O procurador-geral alerta que ‘submeter medidas cautelares do sistema processual penal a crivo da casa legislativa, quando deferidas contra membros do Congresso Nacional, malferiria o princípio da inafastabilidade da jurisdição, ofenderia o princípio da isonomia e fragilizaria indevidamente a persecução criminal’.

Ele observa que ‘seria ampliação indevida do alcance das imunidades parlamentares, com manejo de ação de controle concentrado de constitucionalidade para instituir procedimento absolutamente novo, não previsto pelo constituinte de 1988’.
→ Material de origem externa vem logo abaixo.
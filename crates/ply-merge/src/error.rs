//! Error types for merging.

use ply_db::DbError;
use ply_diff::DiffError;
use ply_list::ListError;
use ply_types::Hash;

/// Errors from the merge engine.
#[derive(Debug, thiserror::Error)]
pub enum MergeError {
    /// Tables the merge would modify also have uncommitted changes.
    #[error("merge would overwrite uncommitted changes to: {}", .tables.join(", "))]
    WouldStompChanges { tables: Vec<String> },

    /// One side dropped a table the other side changed.
    #[error("table {table} was deleted on one side and modified on the other")]
    TableDeletedAndModified { table: String },

    /// Both sides changed a table's schema in different ways.
    #[error("table {table} has conflicting schema changes")]
    SchemaConflict { table: String },

    #[error("commits {ours} and {theirs} share no history")]
    NoCommonAncestor { ours: Hash, theirs: Hash },

    #[error("a merge is already in progress")]
    MergeInProgress,

    #[error("no merge in progress")]
    NoMergeInProgress,

    #[error(transparent)]
    Db(#[from] DbError),

    #[error(transparent)]
    Diff(#[from] DiffError),

    #[error(transparent)]
    List(#[from] ListError),
}

pub type MergeResult<T> = Result<T, MergeError>;
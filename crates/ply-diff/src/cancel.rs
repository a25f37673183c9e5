use std::sync::atomic::{AtomicBool, Ordering};
use std::sync::Arc;

/// Shared cancellation flag. Clones observe the same flag.
#[derive(Clone, Debug, Default)]
pub struct CancelToken(Arc<AtomicBool>);

impl CancelToken {
    pub fn new() -> Self {
        Self::default()
    }

    pub fn cancel(&self) {
        self.0.store(true, Ordering::Release);
    }

    pub fn is_cancelled(&self) -> bool {
        self.0.load(Ordering::Acquire)
    }
}
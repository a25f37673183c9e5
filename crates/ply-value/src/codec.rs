//! Deterministic, self-describing binary encoding of values.
//!
//! Wire format: every value starts with one kind byte followed by a
//! kind-specific body. Lengths and unsigned integers are LEB128 varints,
//! signed integers are zig-zag varints, struct fields are written in key
//! order. Because the format is canonical, equal values always have equal
//! bytes and therefore equal hashes.
//!
//! ```text
//! Null    0x00
//! Bool    0x01 [0|1]
//! Int     0x02 [zigzag varint]
//! Uint    0x03 [varint]
//! String  0x04 [varint len][utf-8]
//! Blob    0x05 [varint len][bytes]
//! Tuple   0x06 [varint n][value]*n
//! Struct  0x07 [string name][varint n]([string field][value])*n
//! List    0x08 0x00 [varint n][value]*n                          (leaf)
//!         0x08 0x01 [varint level][varint n]([ref][varint leaves])*n  (meta)
//! Ref     0x09 [32-byte hash][type][varint height]
//! ```

use std::collections::BTreeMap;
use std::sync::Arc;

use ply_types::Hash;

use crate::error::{ValueError, ValueResult};
use crate::reference::Ref;
use crate::sequence::{MetaTuple, Sequence};
use crate::types::Type;
use crate::value::{Struct, Value};

const KIND_NULL: u8 = 0x00;
const KIND_BOOL: u8 = 0x01;
const KIND_INT: u8 = 0x02;
const KIND_UINT: u8 = 0x03;
const KIND_STRING: u8 = 0x04;
const KIND_BLOB: u8 = 0x05;
const KIND_TUPLE: u8 = 0x06;
const KIND_STRUCT: u8 = 0x07;
const KIND_LIST: u8 = 0x08;
const KIND_REF: u8 = 0x09;

const LIST_LEAF: u8 = 0x00;
const LIST_META: u8 = 0x01;

const TYPE_NULL: u8 = 0;
const TYPE_BOOL: u8 = 1;
const TYPE_INT: u8 = 2;
const TYPE_UINT: u8 = 3;
const TYPE_STRING: u8 = 4;
const TYPE_BLOB: u8 = 5;
const TYPE_TUPLE: u8 = 6;
const TYPE_STRUCT: u8 = 7;
const TYPE_LIST: u8 = 8;
const TYPE_REF: u8 = 9;
const TYPE_VALUE: u8 = 10;

/// Nesting limit when decoding untrusted bytes.
const MAX_DEPTH: usize = 512;

/// Encode a value.
pub fn encode(value: &Value) -> Vec<u8> {
    let mut buf = Vec::new();
    write_value(&mut buf, value);
    buf
}

/// Encode a single sequence item the way it appears inside a leaf node.
///
/// The chunker hashes these bytes to find chunk boundaries.
pub fn encode_into(buf: &mut Vec<u8>, value: &Value) {
    write_value(buf, value);
}

/// Decode a value, rejecting trailing bytes.
pub fn decode(data: &[u8]) -> ValueResult<Value> {
    let mut reader = Reader { data, pos: 0 };
    let value = reader.value(0)?;
    if reader.pos != data.len() {
        return Err(ValueError::Decode(format!(
            "{} trailing bytes after value",
            data.len() - reader.pos
        )));
    }
    Ok(value)
}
A matéria já foi enfrentada pelo Supremo Tribunal Federal quando o ministro Teori concedeu a liminar em ação pedida pelo procurador-geral da República, Rodrigo Janot, em dezembro de 2015, que argumentou que Cunha estava atrapalhando as investigações da Lava Jato, na qual o deputado é réu em uma ação e investigado em vários procedimentos.

"Além de representar risco para as investigações penais sediadas neste Supremo Tribunal Federal, [a permanência de Cunha] é um pejorativo que conspira contra a própria dignidade da instituição por ele liderada", escreveu Teori. O ministro também afirmou que o deputado "não tem condições pessoais mínimas" para ser presidente da Câmara pois "não se qualifica" para eventualmente substituir o presidente da República.

Após, os 11 ministros do Supremo Tribunal Federal (STF) decidiram manter a suspensão do mandato parlamentar e o afastamento por tempo indeterminado do deputado da presidência da Câmara.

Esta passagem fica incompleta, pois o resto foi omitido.